AUTHOR=Ji Hangjie , Lafata Kyle , Mowery Yvonne , Brizel David , Bertozzi Andrea L. , Yin Fang-Fang , Wang Chunhao 

TITLE=Post-Radiotherapy PET Image Outcome Prediction by Deep Learning Under Biological Model Guidance: A Feasibility Study of Oropharyngeal Cancer Application

JOURNAL=Frontiers in Oncology

VOLUME=Volume 12 - 2022

YEAR=2022

URL=https://www.frontiersin.org/journals/oncology/articles/10.3389/fonc.2022.895544

DOI=10.3389/fonc.2022.895544

ISSN=2234-943X

ABSTRACT=Purpose: 
To develop a method of biologically guided deep learning for post-radiation 18FDG-PET image outcome prediction based on pre-radiation images and radiotherapy dose information.
Methods: 
Based on the classic reaction-diffusion mechanism, a novel biological model was proposed using a partial differential equation that incorporates spatial radiation dose distribution as a patient-specific treatment information variable. A 7-layer encoder-decoder based convolutional neural network (CNN) was designed and trained to learn the proposed biological model.
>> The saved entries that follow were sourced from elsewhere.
//! BLAKE3 hashing utilities for bundle integrity

use std::fs::File;
use std::io::{BufReader, Read};
use std::path::Path;

use blake3::Hasher;

use crate::error::{Result, fs};

/// Hash prefix for BLAKE3 hashes
pub const HASH_PREFIX: &str = "blake3:";

/// Calculate BLAKE3 hash of an in-memory buffer
pub fn hash_bytes(data: &[u8]) -> String {
    format!("{}{}", HASH_PREFIX, blake3::hash(data).to_hex())
}

/// Calculate BLAKE3 hash of a file
pub fn hash_file(path: &Path) -> Result<String> {
    let file = File::open(path).map_err(|e| fs::read_failed(path, e))?;

    let mut reader = BufReader::new(file);
    let mut hasher = Hasher::new();
    let mut buffer = [0u8; 8192];

    loop {
        let bytes_read = reader
            .read(&mut buffer)
            .map_err(|e| fs::read_failed(path, e))?;

        if bytes_read == 0 {
            break;
        }

        hasher.update(&buffer[..bytes_read]);
    }

    Ok(format!("{}{}", HASH_PREFIX, hasher.finalize().to_hex()))
}

/// Hash an ordered sequence of records.
///
/// Each record's fields are separated by `\0` and records by `\n`, so field
/// boundaries can't be shifted to produce a collision.
pub fn hash_records<'a, I, R>(records: I) -> String
where
    I: IntoIterator<Item = R>,
    R: IntoIterator<Item = &'a str>,
{
    let mut hasher = Hasher::new();
    for record in records {
        for field in record {
            hasher.update(field.as_bytes());
            hasher.update(b"\0");
        }
        hasher.update(b"\n");
    }
    format!("{}{}", HASH_PREFIX, hasher.finalize().to_hex())
}

/// Verify a hash matches the expected value
pub fn verify_hash(expected: &str, actual: &str) -> bool {
    // Normalize both hashes (ensure prefix)
    let normalize = |h: &str| {
        if h.starts_with(HASH_PREFIX) {
            h.to_string()
        } else {
            format!("{}{}", HASH_PREFIX, h)
        }
    };

    normalize(expected) == normalize(actual)
}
As such, the model could generate post-radiation 18FDG-PET image outcome predictions with break-down biological components for enhanced explainability. 
The proposed method was developed using 64 oropharyngeal patients with paired 18FDG-PET studies before and after 20Gy delivery (2Gy/daily fraction) by IMRT. In a two-branch deep learning execution, the proposed CNN learns specific terms in the biological model from paired 18FDG-PET images and spatial dose distribution as in one branch, and the biological model generates post-20Gy 18FDG-PET image prediction in the other branch. As in 2D execution, 718/233/230 axial slices from 38/13/13 patients were used for training/validation/independent test. The prediction image results in test cases were compared with the ground-truth results quantitatively.
Results: 
The proposed method successfully generated post-20Gy 18FDG-PET image outcome prediction with breakdown illustrations of biological model components. SUV mean values in 18FDG high-uptake regions of predicted images (2.45±0.25) were similar to ground-truth results (2.51±0.33). In 2D-based Gamma analysis, the median/mean Gamma Index (<1) passing rate of test images was 96.5%/92.8% using 5%/5mm criterion; such result was improved to 99.9%/99.6% when 10%/10mm was adopted. 
Conclusion: 
The developed biologically guided deep learning method achieved post-20Gy 18FDG-PET image outcome predictions in good agreement with ground-truth results. With break-down biological modelling components, the outcome image predictions could be used in adaptive radiotherapy decision-making to optimize personalized plans for the best outcome in future.